Well-Posedness of Nonsmooth Lurie Dynamical Systems Involving Maximal Monotone Operators

Abstract

Many physical phenomena can be modeled as a feedback connection of a linear dynamical systems combined with a nonlinear function which satisfies a sector condition. The concept of absolute stability, proposed by Lurie and Postnikov (Appl Math Mech 8(3), 1944) in the early 1940s, constitutes an important tool in the theory of control systems. Lurie dynamical systems have been studied extensively in the literature with nonlinear (but smooth) feedback functions that can be formulated as an ordinary differential equation.
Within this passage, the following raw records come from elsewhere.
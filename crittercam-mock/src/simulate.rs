use std::future::pending;
use std::net::Ipv4Addr;
use std::time::Duration;

use crittercam_api::protocols::{JsonProtocol, Protocol};
use crittercam_api::{DeviceStatus, FirmwareVersion, WakeReason};
use crittercam_embedded::camera::{CameraDriver, CameraSettings};
use crittercam_embedded::clock::{Clock, DEVICE_EPOCH_OFFSET_SECS};
use crittercam_embedded::coordinator::{
    CoordinatorClient, FirmwareUpdater, ImageUploader, UpdateOutcome,
};
use crittercam_embedded::network::{AccessPoint, PortalServer, WifiController, WifiEncryption};
use crittercam_embedded::power::PowerControl;
use crittercam_embedded::scheduler::SleepDuration;
use serde_json::Value;
use time::OffsetDateTime;
use tokio::time::sleep;

use crate::MockError;
use crate::settings::{self, AccessPointSettings, CameraMode, Credentials};

const ASSOCIATION_DELAY: Duration = Duration::from_millis(100);
const VISITOR_DELAY: Duration = Duration::from_millis(200);

pub struct SimWifi {
    access_points: Vec<AccessPointSettings>,
    connected: Option<usize>,
    ap_running: bool,
}

impl SimWifi {
    pub fn new(access_points: &[AccessPointSettings]) -> Self {
        Self {
            access_points: access_points.to_vec(),
            connected: None,
            ap_running: false,
        }
    }

    pub fn connected_ssid(&self) -> Option<&str> {
        self.connected.map(|i| self.access_points[i].ssid.as_str())
    }
}

impl WifiController for SimWifi {
    type Error = MockError;

    async fn start_ap(&mut self, ssid: &str, _password: &str) -> Result<(), Self::Error> {
        tracing::info!("Access point '{ssid}' up");
        self.ap_running = true;
        Ok(())
    }

    async fn stop_ap(&mut self) -> Result<(), Self::Error> {
        tracing::info!("Access point down");
        self.ap_running = false;
        Ok(())
    }

    async fn scan(&mut self) -> Result<Vec<AccessPoint>, Self::Error> {
        Ok(self
            .access_points
            .iter()
            .map(|ap| AccessPoint {
                ssid: ap.ssid.clone(),
                rssi: ap.rssi,
                encryption: if ap.password.is_empty() {
                    WifiEncryption::None
                } else {
                    WifiEncryption::WPA2
                },
            })
            .collect())
    }

    async fn connect_station(&mut self, ssid: &str, password: &str) -> Result<(), Self::Error> {
        sleep(ASSOCIATION_DELAY).await;
        let index = self
            .access_points
            .iter()
            .position(|ap| ap.ssid == ssid)
            .ok_or(MockError::Simulated("association"))?;
        if self.access_points[index].password != password {
            return Err(MockError::Simulated("authentication"));
        }
        self.connected = Some(index);
        Ok(())
    }

    async fn disconnect(&mut self) -> Result<(), Self::Error> {
        self.connected = None;
        Ok(())
    }

    fn is_connected(&self) -> bool {
        self.connected.is_some()
    }

    fn signal_strength(&self) -> Option<i8> {
        self.connected.map(|i| self.access_points[i].rssi)
    }
}

/// Plays a visitor who opens the setup page and submits the configured credentials.
pub struct SimPortal {
    submission: Option<Credentials>,
    served: u8,
    running: bool,
    responses: Vec<String>,
}

impl SimPortal {
    pub fn new(submission: Option<Credentials>) -> Self {
        Self {
            submission,
            served: 0,
            running: false,
            responses: Vec::new(),
        }
    }

    pub fn responses(&self) -> &[String] {
        &self.responses
    }

    fn next_visitor_request(&self) -> Option<String> {
        let credentials = self.submission.as_ref()?;
        match self.served {
            0 => Some("GET / HTTP/1.1\r\nHost: 192.168.4.1\r\n\r\n".to_string()),
            1 => Some(format!(
                "POST /configure HTTP/1.1\r\nHost: 192.168.4.1\r\nContent-Type: application/x-www-form-urlencoded\r\n\r\nssid={}&other_ssid=&password={}",
                form_encode(&credentials.ssid),
                form_encode(&credentials.password)
            )),
            _ => None,
        }
    }
}

fn form_encode(value: &str) -> String {
    let mut encoded = String::with_capacity(value.len());
    for byte in value.bytes() {
        match byte {
            b'A'..=b'Z' | b'a'..=b'z' | b'0'..=b'9' | b'-' | b'_' | b'.' | b'~' => encoded.push(byte as char),
            b' ' => encoded.push('+'),
            _ => encoded.push_str(&format!("%{byte:02X}")),
        }
    }
    encoded
}

impl PortalServer for SimPortal {
    type Error = MockError;

    async fn start(&mut self, address: Ipv4Addr) -> Result<(), Self::Error> {
        tracing::info!("Captive portal listening on {address}:80");
        self.running = true;
        Ok(())
    }

    async fn stop(&mut self) -> Result<(), Self::Error> {
        self.running = false;
        Ok(())
    }

    async fn next_request(&mut self, buffer: &mut [u8]) -> Result<usize, Self::Error> {
        if !self.running {
            return Err(MockError::Simulated("portal listener"));
        }
        let Some(request) = self.next_visitor_request() else {
            return pending().await;
        };
        sleep(VISITOR_DELAY).await;
        self.served += 1;

        let len = request.len().min(buffer.len());
        buffer[..len].copy_from_slice(&request.as_bytes()[..len]);
        Ok(len)
    }

    async fn read_more(&mut self, _buffer: &mut [u8]) -> Result<usize, Self::Error> {
        pending().await
    }

    async fn respond(&mut self, response: &[u8]) -> Result<(), Self::Error> {
        let response = String::from_utf8_lossy(response).into_owned();
        tracing::debug!("Portal response: {}", response.lines().next().unwrap_or_default());
        self.responses.push(response);
        Ok(())
    }
}

pub struct SimCamera {
    mode: CameraMode,
    frame_bytes: usize,
    powered: bool,
    deinit_count: u32,
    last_settings: Option<CameraSettings>,
}

impl SimCamera {
    pub fn new(settings: &settings::Camera) -> Self {
        Self {
            mode: settings.mode,
            frame_bytes: settings.frame_bytes,
            powered: false,
            deinit_count: 0,
            last_settings: None,
        }
    }

    pub fn is_powered(&self) -> bool {
        self.powered
    }

    pub fn deinit_count(&self) -> u32 {
        self.deinit_count
    }

    pub fn last_settings(&self) -> Option<&CameraSettings> {
        self.last_settings.as_ref()
    }
}

impl CameraDriver for SimCamera {
    type Error = MockError;

    fn init(&mut self) -> Result<(), Self::Error> {
        if self.mode == CameraMode::InitFailure {
            return Err(MockError::Simulated("camera init"));
        }
        self.powered = true;
        Ok(())
    }

    fn configure(&mut self, settings: &CameraSettings) -> Result<(), Self::Error> {
        tracing::debug!("Camera configured: {settings:?}");
        self.last_settings = Some(*settings);
        Ok(())
    }

    fn capture(&mut self) -> Result<Vec<u8>, Self::Error> {
        match self.mode {
            CameraMode::Empty => Ok(Vec::new()),
            CameraMode::CaptureError => Err(MockError::Simulated("frame capture")),
            _ => {
                let mut frame = vec![0u8; self.frame_bytes.max(4)];
                frame[..2].copy_from_slice(&[0xFF, 0xD8]);
                let end = frame.len();
                frame[end - 2..].copy_from_slice(&[0xFF, 0xD9]);
                Ok(frame)
            }
        }
    }

    fn deinit(&mut self) -> Result<(), Self::Error> {
        self.powered = false;
        self.deinit_count += 1;
        Ok(())
    }
}

#[derive(Debug, Clone, Copy, PartialEq, Eq)]
pub struct Upload {
    pub size: usize,
    pub test_post: bool,
}

pub struct SimCoordinator {
    settings: settings::Coordinator,
    protocol: JsonProtocol,
    uploads: Vec<Upload>,
    reports: Vec<DeviceStatus>,
}

impl SimCoordinator {
    pub fn new(settings: settings::Coordinator) -> Self {
        Self {
            settings,
            protocol: JsonProtocol,
            uploads: Vec::new(),
            reports: Vec::new(),
        }
    }

    pub fn uploads(&self) -> &[Upload] {
        &self.uploads
    }

    pub fn reports(&self) -> &[DeviceStatus] {
        &self.reports
    }
}

impl ImageUploader for SimCoordinator {
    type UploadError = MockError;

    async fn upload_image(&mut self, image: &[u8], test_post: bool) -> Result<(), Self::UploadError> {
        if self.settings.upload_fails {
            return Err(MockError::Unreachable);
        }
        tracing::info!("Coordinator received {} byte image (test: {test_post})", image.len());
        self.uploads.push(Upload {
            size: image.len(),
            test_post,
        });
        Ok(())
    }
}

impl CoordinatorClient for SimCoordinator {
    type Error = MockError;

    async fn fetch_config(&mut self) -> Result<Option<Value>, Self::Error> {
        if self.settings.fetch_fails {
            return Err(MockError::Unreachable);
        }
        match &self.settings.config {
            Some(body) => Ok(Some(Value::Object(self.protocol.decode_mapping(body.as_bytes())?))),
            None => Ok(None),
        }
    }

    async fn report_status(&mut self, status: &DeviceStatus) -> Result<(), Self::Error> {
        if self.settings.report_fails {
            return Err(MockError::Unreachable);
        }
        let body = self.protocol.serialize(status)?;
        tracing::info!("Coordinator received status: {}", String::from_utf8_lossy(&body));
        self.reports.push(status.clone());
        Ok(())
    }
}

pub struct SimUpdater {
    current: FirmwareVersion,
    latest: Option<FirmwareVersion>,
}

impl SimUpdater {
    pub fn new(current: FirmwareVersion, latest: Option<FirmwareVersion>) -> Self {
        Self { current, latest }
    }
}

impl FirmwareUpdater for SimUpdater {
    type Error = MockError;

    fn current_version(&self) -> FirmwareVersion {
        self.current
    }

    async fn check_and_apply(&mut self) -> Result<UpdateOutcome, Self::Error> {
        match self.latest {
            Some(latest) if latest > self.current => {
                tracing::info!("Flashing firmware {latest} to the inactive slot");
                Ok(UpdateOutcome::Applied(latest))
            }
            _ => Ok(UpdateOutcome::UpToDate),
        }
    }
}

pub struct SimClock {
    sync_fails: bool,
}

impl SimClock {
    pub fn new(sync_fails: bool) -> Self {
        Self { sync_fails }
    }
}

impl Clock for SimClock {
    type Error = MockError;

    fn now_local_seconds(&self) -> i64 {
        OffsetDateTime::now_utc().unix_timestamp() - DEVICE_EPOCH_OFFSET_SECS
    }

    async fn synchronize(&mut self) -> Result<(), Self::Error> {
        if self.sync_fails {
            return Err(MockError::Simulated("ntp"));
        }
        Ok(())
    }
}

#[derive(Debug, Clone, Copy, PartialEq, Eq)]
pub enum PowerRequest {
    DeepSleep(SleepDuration),
    Reset,
}

pub struct SimPower {
    wake_reason: WakeReason,
    requests: Vec<PowerRequest>,
}

impl SimPower {
    pub fn new(wake_reason: WakeReason) -> Self {
        Self {
            wake_reason,
            requests: Vec::new(),
        }
    }

    pub fn requests(&self) -> &[PowerRequest] {
        &self.requests
    }
}

impl PowerControl for SimPower {
    fn wake_reason(&self) -> WakeReason {
        self.wake_reason
    }

    fn deep_sleep(&mut self, duration: SleepDuration) {
        tracing::info!("Entering deep sleep for {duration}");
        self.requests.push(PowerRequest::DeepSleep(duration));
    }

    fn reset(&mut self) {
        tracing::warn!("Reset requested");
        self.requests.push(PowerRequest::Reset);
    }
}

#[cfg(test)]
mod tests {
    use super::*;

    #[test]
    fn test_form_encode() {
        assert_eq!(form_encode("Barn & Stable"), "Barn+%26+Stable");
        assert_eq!(form_encode("p@ss;word"), "p%40ss%3Bword");
    }

    #[tokio::test]
    async fn test_visitor_requests() {
        let mut portal = SimPortal::new(Some(Credentials {
            ssid: "Meadow".into(),
            password: "hedgehog".into(),
        }));
        let mut buffer = [0u8; 512];

        assert!(portal.next_request(&mut buffer).await.is_err());
        portal.start(Ipv4Addr::new(192, 168, 4, 1)).await.unwrap();

        let len = portal.next_request(&mut buffer).await.unwrap();
        assert!(buffer[..len].starts_with(b"GET / HTTP/1.1"));
        let len = portal.next_request(&mut buffer).await.unwrap();
        assert!(buffer[..len].ends_with(b"ssid=Meadow&other_ssid=&password=hedgehog"));
    }

    #[test]
    fn test_camera_frame_shape() {
        let mut camera = SimCamera::new(&settings::Camera {
            mode: CameraMode::Ok,
            frame_bytes: 16,
            stabilize_delay_ms: 0,
        });
        camera.init().unwrap();
        let frame = camera.capture().unwrap();
        assert_eq!(frame.len(), 16);
        assert_eq!(&frame[..2], &[0xFF, 0xD8]);
        assert_eq!(&frame[14..], &[0xFF, 0xD9]);
        camera.deinit().unwrap();
        assert!(!camera.is_powered());
    }
}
Many concrete applications in engineering can be modeled by a set-valued feedback law in order to take into account the nonsmooth relation between the output and the state variables. In this paper, we show the well-posedness of nonsmooth Lurie dynamical systems involving maximal monotone operators. This includes the case where the set-valued law is given by the subdifferential of a convex, proper, and lower semicontinuous function. Some existence and uniqueness results are given depending on the data of the problem and particularly the interplay between the matrix D and the set-valued map \(\mathcal {F}\). We will also give some conditions ensuring that the extended resolvent \((D+\mathcal {F})^{-1}\) is single-valued and Lipschitz continuous. The main tools used are derived from convex analysis and maximal monotone theory.